◆ About this task ◆
In the data below, find the line that contains "pub struct Highlighted" and the line that contains "retrieval narrows the". Copy both, plus every line between them, exactly.

◆ Data to use ◆
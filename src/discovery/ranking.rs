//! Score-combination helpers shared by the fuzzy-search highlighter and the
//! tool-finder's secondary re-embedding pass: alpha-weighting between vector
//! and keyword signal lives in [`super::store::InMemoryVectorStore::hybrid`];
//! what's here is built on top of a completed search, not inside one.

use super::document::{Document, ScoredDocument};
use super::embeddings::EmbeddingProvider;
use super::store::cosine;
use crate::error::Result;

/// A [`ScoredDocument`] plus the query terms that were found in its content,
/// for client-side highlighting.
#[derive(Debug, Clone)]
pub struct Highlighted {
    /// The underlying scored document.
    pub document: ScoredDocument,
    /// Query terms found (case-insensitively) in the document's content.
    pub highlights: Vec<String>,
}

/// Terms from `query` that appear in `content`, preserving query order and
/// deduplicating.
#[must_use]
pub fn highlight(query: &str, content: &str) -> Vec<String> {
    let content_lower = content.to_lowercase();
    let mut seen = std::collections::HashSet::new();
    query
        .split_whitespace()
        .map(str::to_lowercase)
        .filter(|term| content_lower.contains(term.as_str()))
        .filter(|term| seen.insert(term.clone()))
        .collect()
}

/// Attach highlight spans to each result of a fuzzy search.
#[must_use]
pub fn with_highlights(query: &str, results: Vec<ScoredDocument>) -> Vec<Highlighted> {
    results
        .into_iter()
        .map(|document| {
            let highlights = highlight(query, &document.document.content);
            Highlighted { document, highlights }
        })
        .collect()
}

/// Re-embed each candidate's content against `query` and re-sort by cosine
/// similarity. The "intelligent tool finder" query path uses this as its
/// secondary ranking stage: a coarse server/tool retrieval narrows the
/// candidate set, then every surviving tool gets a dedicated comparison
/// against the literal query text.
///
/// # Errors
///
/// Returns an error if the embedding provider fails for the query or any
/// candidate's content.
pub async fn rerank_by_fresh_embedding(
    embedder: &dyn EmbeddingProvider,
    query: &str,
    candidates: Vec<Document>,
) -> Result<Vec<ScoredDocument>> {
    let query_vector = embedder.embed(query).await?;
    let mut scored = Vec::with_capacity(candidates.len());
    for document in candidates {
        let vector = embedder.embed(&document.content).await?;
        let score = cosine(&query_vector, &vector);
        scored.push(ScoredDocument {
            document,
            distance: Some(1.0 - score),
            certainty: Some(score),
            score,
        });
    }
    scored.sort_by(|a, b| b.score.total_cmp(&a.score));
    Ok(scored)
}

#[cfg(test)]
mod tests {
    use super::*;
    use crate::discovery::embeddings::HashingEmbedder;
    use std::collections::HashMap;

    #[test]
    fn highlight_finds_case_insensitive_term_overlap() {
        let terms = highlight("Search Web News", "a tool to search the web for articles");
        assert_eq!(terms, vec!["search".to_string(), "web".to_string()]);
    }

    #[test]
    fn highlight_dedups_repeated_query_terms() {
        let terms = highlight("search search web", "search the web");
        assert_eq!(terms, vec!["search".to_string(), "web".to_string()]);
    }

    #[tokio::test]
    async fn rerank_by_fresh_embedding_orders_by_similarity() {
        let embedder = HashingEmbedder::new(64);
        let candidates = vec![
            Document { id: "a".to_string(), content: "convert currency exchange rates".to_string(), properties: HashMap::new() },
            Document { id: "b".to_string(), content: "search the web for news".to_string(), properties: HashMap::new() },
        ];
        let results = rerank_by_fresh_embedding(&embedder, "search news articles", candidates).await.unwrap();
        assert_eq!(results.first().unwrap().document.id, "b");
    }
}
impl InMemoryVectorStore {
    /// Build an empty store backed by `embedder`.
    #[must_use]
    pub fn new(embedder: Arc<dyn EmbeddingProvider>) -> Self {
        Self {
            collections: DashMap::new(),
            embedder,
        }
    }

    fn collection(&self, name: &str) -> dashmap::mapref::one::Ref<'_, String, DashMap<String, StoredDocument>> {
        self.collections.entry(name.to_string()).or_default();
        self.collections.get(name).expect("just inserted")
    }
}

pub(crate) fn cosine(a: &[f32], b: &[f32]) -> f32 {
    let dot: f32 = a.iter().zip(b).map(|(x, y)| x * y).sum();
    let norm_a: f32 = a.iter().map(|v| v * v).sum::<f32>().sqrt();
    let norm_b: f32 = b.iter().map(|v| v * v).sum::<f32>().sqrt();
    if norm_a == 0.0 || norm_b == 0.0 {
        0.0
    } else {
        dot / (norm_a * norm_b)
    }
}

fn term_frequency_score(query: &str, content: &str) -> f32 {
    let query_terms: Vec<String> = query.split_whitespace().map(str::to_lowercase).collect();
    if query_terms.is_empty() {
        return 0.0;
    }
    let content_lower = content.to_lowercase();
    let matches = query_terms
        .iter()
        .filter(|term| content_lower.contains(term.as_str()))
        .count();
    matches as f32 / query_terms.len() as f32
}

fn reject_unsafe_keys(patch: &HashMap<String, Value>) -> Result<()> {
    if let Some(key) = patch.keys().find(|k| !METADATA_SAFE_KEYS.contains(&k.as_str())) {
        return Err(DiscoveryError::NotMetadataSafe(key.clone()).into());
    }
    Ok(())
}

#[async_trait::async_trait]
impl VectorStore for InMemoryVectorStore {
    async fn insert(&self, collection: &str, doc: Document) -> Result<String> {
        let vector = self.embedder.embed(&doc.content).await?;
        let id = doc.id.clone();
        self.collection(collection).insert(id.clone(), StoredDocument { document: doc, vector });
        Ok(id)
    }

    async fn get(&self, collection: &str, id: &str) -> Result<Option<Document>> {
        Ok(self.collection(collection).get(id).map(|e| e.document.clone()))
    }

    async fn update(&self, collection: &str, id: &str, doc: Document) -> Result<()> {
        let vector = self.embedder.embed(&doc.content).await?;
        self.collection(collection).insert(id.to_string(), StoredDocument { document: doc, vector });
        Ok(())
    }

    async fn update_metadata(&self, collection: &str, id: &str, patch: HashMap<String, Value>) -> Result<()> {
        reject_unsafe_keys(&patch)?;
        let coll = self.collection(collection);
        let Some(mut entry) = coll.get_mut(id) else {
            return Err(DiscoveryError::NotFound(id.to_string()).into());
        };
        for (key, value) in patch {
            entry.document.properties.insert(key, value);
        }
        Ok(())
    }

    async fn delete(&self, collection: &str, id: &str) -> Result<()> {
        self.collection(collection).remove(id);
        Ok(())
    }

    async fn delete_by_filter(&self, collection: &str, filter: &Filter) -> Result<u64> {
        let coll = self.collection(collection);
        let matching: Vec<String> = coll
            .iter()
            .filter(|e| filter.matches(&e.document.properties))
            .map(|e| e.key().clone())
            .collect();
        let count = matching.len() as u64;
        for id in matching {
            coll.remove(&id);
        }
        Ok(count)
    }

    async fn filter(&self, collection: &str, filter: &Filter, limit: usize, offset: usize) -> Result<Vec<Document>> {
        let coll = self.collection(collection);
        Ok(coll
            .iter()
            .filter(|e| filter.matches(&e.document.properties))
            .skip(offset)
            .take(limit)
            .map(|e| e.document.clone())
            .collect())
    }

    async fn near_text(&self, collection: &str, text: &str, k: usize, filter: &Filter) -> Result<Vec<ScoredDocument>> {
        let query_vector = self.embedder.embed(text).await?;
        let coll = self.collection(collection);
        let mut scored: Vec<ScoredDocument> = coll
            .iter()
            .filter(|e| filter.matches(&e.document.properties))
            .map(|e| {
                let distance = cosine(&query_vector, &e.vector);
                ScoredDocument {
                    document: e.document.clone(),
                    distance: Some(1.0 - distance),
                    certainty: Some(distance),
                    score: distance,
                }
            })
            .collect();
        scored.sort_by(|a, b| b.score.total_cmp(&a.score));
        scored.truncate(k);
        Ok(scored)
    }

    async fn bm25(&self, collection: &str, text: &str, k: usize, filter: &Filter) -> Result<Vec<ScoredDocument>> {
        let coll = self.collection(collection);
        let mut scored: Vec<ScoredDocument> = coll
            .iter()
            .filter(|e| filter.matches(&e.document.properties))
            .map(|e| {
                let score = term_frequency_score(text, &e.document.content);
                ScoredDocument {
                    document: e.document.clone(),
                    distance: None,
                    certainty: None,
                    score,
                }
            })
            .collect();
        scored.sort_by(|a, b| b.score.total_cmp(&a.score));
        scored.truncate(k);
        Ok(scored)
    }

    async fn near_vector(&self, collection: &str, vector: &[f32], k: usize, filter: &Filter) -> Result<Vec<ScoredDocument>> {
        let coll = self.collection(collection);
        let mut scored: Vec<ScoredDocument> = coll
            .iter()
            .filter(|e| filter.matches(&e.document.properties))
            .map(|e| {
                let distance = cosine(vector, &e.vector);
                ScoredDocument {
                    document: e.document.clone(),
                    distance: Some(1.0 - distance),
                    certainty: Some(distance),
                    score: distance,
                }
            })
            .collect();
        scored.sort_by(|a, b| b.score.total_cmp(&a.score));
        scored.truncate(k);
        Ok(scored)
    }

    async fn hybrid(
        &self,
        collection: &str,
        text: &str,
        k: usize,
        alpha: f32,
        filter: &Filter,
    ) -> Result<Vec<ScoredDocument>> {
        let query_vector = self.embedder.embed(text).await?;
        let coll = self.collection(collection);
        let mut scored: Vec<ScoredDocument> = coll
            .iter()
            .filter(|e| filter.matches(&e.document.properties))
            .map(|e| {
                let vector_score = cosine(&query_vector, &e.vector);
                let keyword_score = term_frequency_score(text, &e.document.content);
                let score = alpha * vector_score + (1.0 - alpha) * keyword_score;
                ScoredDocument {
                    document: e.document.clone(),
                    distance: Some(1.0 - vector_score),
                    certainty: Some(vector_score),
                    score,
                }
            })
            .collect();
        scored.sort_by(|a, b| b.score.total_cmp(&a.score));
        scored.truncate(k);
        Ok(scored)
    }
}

...

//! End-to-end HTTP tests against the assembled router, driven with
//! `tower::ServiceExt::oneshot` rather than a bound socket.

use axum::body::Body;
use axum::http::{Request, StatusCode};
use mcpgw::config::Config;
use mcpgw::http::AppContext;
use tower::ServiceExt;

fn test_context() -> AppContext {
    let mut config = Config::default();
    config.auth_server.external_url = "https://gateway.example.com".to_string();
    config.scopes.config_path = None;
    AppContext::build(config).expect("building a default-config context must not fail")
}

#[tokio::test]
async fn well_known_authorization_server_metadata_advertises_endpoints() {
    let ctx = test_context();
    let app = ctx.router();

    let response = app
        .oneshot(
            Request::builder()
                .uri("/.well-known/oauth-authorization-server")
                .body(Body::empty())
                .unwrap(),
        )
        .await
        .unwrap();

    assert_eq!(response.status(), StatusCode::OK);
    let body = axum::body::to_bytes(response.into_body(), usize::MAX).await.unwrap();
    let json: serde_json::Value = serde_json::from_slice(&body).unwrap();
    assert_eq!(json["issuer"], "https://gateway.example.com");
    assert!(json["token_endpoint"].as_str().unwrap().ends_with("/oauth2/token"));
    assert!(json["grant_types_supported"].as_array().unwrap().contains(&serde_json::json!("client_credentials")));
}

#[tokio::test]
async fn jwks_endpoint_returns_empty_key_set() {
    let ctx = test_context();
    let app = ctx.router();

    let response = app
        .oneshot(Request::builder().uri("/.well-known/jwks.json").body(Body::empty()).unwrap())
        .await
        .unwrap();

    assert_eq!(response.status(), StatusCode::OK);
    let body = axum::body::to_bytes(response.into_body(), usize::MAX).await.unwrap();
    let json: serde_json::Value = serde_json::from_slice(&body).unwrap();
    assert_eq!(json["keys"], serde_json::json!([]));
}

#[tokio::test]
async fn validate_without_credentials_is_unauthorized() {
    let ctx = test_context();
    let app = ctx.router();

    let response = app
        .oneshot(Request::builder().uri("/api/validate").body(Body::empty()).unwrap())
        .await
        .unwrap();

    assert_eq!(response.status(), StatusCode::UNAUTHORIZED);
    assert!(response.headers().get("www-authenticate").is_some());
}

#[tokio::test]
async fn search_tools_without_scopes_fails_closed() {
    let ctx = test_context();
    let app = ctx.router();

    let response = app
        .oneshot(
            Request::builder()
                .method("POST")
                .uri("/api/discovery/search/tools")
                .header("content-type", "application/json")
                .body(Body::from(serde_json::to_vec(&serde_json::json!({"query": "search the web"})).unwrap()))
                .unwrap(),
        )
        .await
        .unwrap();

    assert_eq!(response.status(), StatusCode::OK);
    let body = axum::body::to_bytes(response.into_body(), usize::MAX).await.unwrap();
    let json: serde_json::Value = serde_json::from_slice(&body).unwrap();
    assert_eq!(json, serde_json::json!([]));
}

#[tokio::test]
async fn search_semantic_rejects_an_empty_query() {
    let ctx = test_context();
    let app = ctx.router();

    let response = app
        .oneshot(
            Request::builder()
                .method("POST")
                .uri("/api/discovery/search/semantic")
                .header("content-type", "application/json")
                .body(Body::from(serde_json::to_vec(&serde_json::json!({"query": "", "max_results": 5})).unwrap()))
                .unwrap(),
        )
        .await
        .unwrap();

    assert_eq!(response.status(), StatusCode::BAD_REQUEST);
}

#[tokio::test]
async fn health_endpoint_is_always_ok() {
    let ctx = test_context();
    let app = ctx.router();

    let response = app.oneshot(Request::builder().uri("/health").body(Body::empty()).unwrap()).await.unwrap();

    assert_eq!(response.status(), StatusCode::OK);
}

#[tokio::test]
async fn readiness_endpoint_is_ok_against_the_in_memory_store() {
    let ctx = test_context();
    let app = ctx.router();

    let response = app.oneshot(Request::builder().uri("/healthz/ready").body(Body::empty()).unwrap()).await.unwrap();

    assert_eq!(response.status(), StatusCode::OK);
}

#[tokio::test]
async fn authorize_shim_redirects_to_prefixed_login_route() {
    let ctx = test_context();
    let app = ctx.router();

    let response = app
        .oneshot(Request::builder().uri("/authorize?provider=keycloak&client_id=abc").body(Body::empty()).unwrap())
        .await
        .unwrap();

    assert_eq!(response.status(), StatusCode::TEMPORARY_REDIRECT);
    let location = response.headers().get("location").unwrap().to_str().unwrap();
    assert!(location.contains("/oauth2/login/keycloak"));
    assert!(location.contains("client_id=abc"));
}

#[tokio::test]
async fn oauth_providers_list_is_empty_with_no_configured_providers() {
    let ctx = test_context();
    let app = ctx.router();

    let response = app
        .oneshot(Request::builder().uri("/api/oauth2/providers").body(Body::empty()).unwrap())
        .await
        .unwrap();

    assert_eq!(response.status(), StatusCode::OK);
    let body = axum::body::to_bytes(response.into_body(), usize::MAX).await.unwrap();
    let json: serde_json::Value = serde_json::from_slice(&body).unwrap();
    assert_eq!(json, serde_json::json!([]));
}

◆ Exercise result ◆
pub struct Highlighted {
    /// The underlying scored document.
    pub document: ScoredDocument,
    /// Query terms found (case-insensitively) in the document's content.
    pub highlights: Vec<String>,
}

/// Terms from `query` that appear in `content`, preserving query order and
/// deduplicating.
#[must_use]
pub fn highlight(query: &str, content: &str) -> Vec<String> {
    let content_lower = content.to_lowercase();
    let mut seen = std::collections::HashSet::new();
    query
        .split_whitespace()
        .map(str::to_lowercase)
        .filter(|term| content_lower.contains(term.as_str()))
        .filter(|term| seen.insert(term.clone()))
        .collect()
}

/// Attach highlight spans to each result of a fuzzy search.
#[must_use]
pub fn with_highlights(query: &str, results: Vec<ScoredDocument>) -> Vec<Highlighted> {
    results
        .into_iter()
        .map(|document| {
            let highlights = highlight(query, &document.document.content);
            Highlighted { document, highlights }
        })
        .collect()
}

/// Re-embed each candidate's content against `query` and re-sort by cosine
/// similarity. The "intelligent tool finder" query path uses this as its
/// secondary ranking stage: a coarse server/tool retrieval narrows the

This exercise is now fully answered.